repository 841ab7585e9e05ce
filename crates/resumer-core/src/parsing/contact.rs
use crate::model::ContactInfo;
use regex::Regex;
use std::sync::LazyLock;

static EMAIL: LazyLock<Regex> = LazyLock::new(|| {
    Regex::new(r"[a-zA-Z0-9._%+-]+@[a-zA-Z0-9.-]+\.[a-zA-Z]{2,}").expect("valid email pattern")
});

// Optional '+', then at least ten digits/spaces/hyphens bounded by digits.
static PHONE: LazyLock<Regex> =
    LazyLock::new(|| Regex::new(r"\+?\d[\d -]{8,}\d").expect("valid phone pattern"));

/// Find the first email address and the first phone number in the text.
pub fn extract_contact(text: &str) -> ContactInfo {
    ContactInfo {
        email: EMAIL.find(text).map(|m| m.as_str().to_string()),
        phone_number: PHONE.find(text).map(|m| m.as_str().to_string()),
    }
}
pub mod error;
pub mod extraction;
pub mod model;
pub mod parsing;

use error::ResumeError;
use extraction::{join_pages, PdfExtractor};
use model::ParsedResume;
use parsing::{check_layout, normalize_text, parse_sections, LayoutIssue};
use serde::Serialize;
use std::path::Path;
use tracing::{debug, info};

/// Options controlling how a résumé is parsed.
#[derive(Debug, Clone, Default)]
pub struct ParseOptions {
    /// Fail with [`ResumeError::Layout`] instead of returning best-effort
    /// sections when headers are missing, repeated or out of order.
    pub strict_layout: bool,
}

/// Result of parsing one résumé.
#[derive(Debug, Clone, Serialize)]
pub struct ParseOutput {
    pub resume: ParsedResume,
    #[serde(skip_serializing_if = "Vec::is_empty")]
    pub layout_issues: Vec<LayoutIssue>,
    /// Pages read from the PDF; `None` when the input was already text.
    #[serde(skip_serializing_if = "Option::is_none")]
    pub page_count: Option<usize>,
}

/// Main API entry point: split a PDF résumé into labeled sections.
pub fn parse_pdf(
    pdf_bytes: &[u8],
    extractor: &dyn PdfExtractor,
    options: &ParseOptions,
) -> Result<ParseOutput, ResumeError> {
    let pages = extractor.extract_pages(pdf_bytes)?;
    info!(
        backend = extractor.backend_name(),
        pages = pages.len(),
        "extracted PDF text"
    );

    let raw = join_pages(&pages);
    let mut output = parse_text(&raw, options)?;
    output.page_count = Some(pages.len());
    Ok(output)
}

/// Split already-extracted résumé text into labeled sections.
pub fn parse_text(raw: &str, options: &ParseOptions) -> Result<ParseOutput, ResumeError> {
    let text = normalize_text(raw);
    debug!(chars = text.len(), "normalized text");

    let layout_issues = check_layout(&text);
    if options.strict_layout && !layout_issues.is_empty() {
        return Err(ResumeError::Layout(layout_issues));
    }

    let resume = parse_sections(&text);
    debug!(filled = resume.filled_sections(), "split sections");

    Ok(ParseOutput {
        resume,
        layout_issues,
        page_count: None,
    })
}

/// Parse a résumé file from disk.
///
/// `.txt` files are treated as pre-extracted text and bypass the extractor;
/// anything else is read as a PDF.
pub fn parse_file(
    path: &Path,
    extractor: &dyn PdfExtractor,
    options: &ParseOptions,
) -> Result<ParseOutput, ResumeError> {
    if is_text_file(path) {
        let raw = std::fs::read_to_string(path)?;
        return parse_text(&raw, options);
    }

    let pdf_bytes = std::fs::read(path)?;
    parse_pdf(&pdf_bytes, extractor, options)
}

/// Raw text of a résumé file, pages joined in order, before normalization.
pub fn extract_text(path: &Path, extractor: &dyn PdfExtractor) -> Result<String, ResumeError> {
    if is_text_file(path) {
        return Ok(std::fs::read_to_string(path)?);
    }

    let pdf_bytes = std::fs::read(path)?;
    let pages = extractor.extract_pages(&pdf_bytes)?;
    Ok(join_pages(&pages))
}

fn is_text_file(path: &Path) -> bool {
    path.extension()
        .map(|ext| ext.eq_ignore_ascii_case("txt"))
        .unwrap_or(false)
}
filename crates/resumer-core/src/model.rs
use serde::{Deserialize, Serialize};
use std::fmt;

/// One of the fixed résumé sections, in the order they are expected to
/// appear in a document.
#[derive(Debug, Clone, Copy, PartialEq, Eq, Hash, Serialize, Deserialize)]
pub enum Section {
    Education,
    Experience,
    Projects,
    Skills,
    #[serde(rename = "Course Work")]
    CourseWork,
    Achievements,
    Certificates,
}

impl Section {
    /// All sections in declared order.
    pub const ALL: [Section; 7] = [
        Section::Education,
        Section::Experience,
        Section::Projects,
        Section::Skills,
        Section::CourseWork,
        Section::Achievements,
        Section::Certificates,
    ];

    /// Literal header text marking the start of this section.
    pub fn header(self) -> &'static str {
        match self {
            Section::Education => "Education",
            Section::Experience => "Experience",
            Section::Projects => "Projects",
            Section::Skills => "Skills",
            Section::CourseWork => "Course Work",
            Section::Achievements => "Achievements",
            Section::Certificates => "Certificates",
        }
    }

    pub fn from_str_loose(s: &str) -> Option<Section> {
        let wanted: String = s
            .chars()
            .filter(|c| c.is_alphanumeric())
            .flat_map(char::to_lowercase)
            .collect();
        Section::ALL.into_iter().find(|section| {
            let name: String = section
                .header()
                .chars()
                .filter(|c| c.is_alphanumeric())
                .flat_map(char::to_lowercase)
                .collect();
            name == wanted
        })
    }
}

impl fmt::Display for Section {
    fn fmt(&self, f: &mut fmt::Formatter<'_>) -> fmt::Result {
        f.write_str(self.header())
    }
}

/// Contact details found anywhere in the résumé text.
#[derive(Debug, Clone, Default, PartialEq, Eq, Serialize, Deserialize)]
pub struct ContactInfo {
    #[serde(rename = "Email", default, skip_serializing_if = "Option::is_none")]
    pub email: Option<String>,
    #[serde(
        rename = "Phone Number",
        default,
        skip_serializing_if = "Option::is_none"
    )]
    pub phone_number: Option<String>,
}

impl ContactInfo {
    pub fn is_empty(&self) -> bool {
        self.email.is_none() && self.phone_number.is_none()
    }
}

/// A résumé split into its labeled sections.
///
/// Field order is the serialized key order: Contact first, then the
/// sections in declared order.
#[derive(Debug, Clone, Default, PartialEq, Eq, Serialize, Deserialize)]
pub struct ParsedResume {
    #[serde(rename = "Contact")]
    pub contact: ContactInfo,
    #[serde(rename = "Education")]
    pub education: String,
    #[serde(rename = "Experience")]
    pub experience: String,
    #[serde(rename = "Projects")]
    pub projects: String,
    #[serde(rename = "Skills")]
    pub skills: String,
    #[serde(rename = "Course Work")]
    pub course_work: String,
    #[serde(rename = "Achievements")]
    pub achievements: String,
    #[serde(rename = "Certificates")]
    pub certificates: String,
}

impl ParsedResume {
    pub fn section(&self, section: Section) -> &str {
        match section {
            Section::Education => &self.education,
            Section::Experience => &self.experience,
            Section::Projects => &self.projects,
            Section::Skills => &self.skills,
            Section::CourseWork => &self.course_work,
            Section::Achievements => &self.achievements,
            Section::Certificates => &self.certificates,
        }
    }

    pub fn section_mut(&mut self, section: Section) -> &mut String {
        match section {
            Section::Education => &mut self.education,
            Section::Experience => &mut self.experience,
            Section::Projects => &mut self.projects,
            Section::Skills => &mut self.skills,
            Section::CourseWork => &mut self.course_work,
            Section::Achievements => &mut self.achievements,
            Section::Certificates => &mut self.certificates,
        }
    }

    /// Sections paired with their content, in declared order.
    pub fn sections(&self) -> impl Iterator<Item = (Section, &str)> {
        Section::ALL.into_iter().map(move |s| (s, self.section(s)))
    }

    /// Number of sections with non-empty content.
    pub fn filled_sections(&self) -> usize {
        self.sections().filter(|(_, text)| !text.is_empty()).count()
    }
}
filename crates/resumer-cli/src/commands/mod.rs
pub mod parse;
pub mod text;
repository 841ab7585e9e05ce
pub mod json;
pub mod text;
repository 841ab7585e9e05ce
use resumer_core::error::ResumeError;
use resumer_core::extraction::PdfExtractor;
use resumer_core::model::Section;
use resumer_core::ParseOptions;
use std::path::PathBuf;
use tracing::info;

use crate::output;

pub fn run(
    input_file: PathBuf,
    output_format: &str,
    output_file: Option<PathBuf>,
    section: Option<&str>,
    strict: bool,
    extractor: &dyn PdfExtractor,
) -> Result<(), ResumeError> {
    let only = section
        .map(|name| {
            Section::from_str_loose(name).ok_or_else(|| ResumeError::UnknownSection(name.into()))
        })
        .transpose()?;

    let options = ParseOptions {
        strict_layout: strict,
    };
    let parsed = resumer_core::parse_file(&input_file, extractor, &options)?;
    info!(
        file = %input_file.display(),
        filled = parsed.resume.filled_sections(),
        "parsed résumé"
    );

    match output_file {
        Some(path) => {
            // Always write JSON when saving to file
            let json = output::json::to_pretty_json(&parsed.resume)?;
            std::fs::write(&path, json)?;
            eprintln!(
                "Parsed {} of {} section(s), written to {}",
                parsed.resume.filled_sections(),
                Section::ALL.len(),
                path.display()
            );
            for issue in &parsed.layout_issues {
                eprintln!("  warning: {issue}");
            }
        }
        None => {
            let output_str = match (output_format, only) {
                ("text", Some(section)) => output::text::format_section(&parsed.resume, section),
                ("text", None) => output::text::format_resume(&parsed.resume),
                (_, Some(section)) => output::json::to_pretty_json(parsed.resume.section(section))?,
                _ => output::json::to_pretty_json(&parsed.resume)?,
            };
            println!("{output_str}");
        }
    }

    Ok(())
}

- - -

:: Required action ::
Where a line of the data contains "ParseOutput", copy that line.

:: Solution to this problem ::
pub struct ParseOutput {
) -> Result<ParseOutput, ResumeError> {
pub fn parse_text(raw: &str, options: &ParseOptions) -> Result<ParseOutput, ResumeError> {
    Ok(ParseOutput {
) -> Result<ParseOutput, ResumeError> {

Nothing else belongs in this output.